前回は、共同体がゴールではなくギフトである、というパーマーの主張を紹介しました。ゴール(目標)としての共同体は、三つのD(欲望desire・設計design・決意determination)により達成される(というより、それゆえに実現しない)のに対し、ギフト(賜物)としての共同体は、人とつながるための余裕を豊かにすることによって受け取ることができる、と彼は言います。
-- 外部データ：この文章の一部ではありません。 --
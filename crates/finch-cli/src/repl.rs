//! Interactive chat loop
//!
//! Reads one question per line, streams the answer to stdout, and keeps the
//! conversation in a local session. Ctrl-C stops the current answer; an empty
//! stdin or `exit` ends the session.

use std::io::Write;
use std::sync::Arc;

use anyhow::{Context, Result};
use tokio::io::{AsyncBufReadExt, BufReader};
use tokio_util::sync::CancellationToken;

use finch_core::agent::{session, LoggingObserver, StreamingRun, SYSTEM_PROMPT};
use finch_core::ai::client::{OllamaClient, OllamaConfig, OllamaProvider};
use finch_core::ai::{ModelName, ModelProvider, ModelRole};
use finch_core::finance::YahooFinance;
use finch_core::tools::finance_registry;
use finch_core::{
    FinchConfig, LoopEvent, Orchestrator, OrchestratorServices, SessionStore, ToolExecutor,
};

const GREETING: &str = "Hi! I am your financial analysis assistant. How can I help you today?";
const FOLLOW_UP: &str = "Do you have any other questions?";
const SESSION_ID: &str = "repl";

pub async fn run(
    config: FinchConfig,
    tool_model: Option<String>,
    chat_model: Option<String>,
) -> Result<()> {
    let tool_model = ModelName::parse(tool_model.as_deref().unwrap_or(&config.default_tool_model))?;
    let chat_model = ModelName::parse(chat_model.as_deref().unwrap_or(&config.default_chat_model))?;

    let market = YahooFinance::new().context("Failed to create market data client")?;
    let registry = finance_registry(Arc::new(market))?;
    let executor = Arc::new(
        ToolExecutor::new(Arc::new(registry))
            .with_timeout(config.tool_timeout())
            .with_observer(Arc::new(LoggingObserver::new())),
    );
    let provider = OllamaProvider::new(OllamaClient::new(OllamaConfig::from_finch_config(&config))?);
    let sessions = SessionStore::new();

    tracing::info!(%tool_model, %chat_model, "Starting chat session");
    println!("{GREETING}");

    let mut lines = BufReader::new(tokio::io::stdin()).lines();
    while let Some(line) = lines.next_line().await? {
        let prompt = line.trim();
        if prompt.is_empty() {
            continue;
        }
        if matches!(prompt, "exit" | "quit") {
            break;
        }

        let guard = sessions.acquire(SESSION_ID)?;
        let conversation = session::build_with_history(&SYSTEM_PROMPT, guard.history(), prompt)?;
        let orchestrator = Orchestrator::new(OrchestratorServices {
            selector: provider.chat_model(&tool_model, ModelRole::ToolSelection),
            responder: provider.chat_model(&chat_model, ModelRole::Response),
            executor: executor.clone(),
        });

        let cancel = CancellationToken::new();
        let StreamingRun { mut events, handle } =
            orchestrator.run_streaming(conversation, cancel.clone());
        render(&mut events, &cancel).await?;

        match handle.await? {
            Ok(result) => guard.commit(prompt, &result.response),
            Err(e) => tracing::warn!("Run ended without an answer: {}", e),
        }
        println!("\n{FOLLOW_UP}");
    }

    Ok(())
}

/// Print events until `Done`; Ctrl-C cancels the run
async fn render(
    events: &mut tokio::sync::mpsc::Receiver<LoopEvent>,
    cancel: &CancellationToken,
) -> Result<()> {
    let mut stdout = std::io::stdout();
    loop {
        tokio::select! {
            event = events.recv() => match event {
                Some(LoopEvent::Tool { name, args }) => {
                    println!("\x1b[2m[{name}] {args}\x1b[0m");
                }
                Some(LoopEvent::Text { content }) => {
                    print!("{content}");
                    stdout.flush()?;
                }
                Some(LoopEvent::Done) | None => break,
            },
            _ = tokio::signal::ctrl_c(), if !cancel.is_cancelled() => {
                cancel.cancel();
            }
        }
    }
    println!();
    Ok(())
}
(2)安んじて賜物を受け取ることができるようになる、そのこと自体が大仕事です。というのも、私たちを取り巻く文化では、欲しいもの・必要なものは自分の手で作りだすのが当然だとされているからです。ただし、受動的になるための作業は、共同体を構成したり、「分かちあい」と「問題解決」のためにリソースを際限なく集め続けたりするような、外に向かう作業とは全く違う、内に向かう作業です。外向きに何かを立ち上げて共同体が始まるのではありません。共同体は人の心が閉ざされたところから始まるのです。豊かな人間関係が外へと開示されるよりもまず、個人の心の内に「人とつながる余裕」がなければなりません。これは、人を分断させる力にあらがう余裕のことです。私たちの心も、それを取り巻く文化も、この分断させる力に囚われています。この力は、ナルシシズム、エゴイズム、嫉妬、競争、帝国主義、ナショナリズム、などとよばれる力のことで、心理的な病と政治的な病が分かちがたく結びついたものです。

オリジナルはこちらです。
Parker Palmer's Thirteen Ways of Looking at Community (…with a fourteenth thrown in for free) • Center for Courage & RenewalCenter for Courage & Renewal (couragerenewal.org)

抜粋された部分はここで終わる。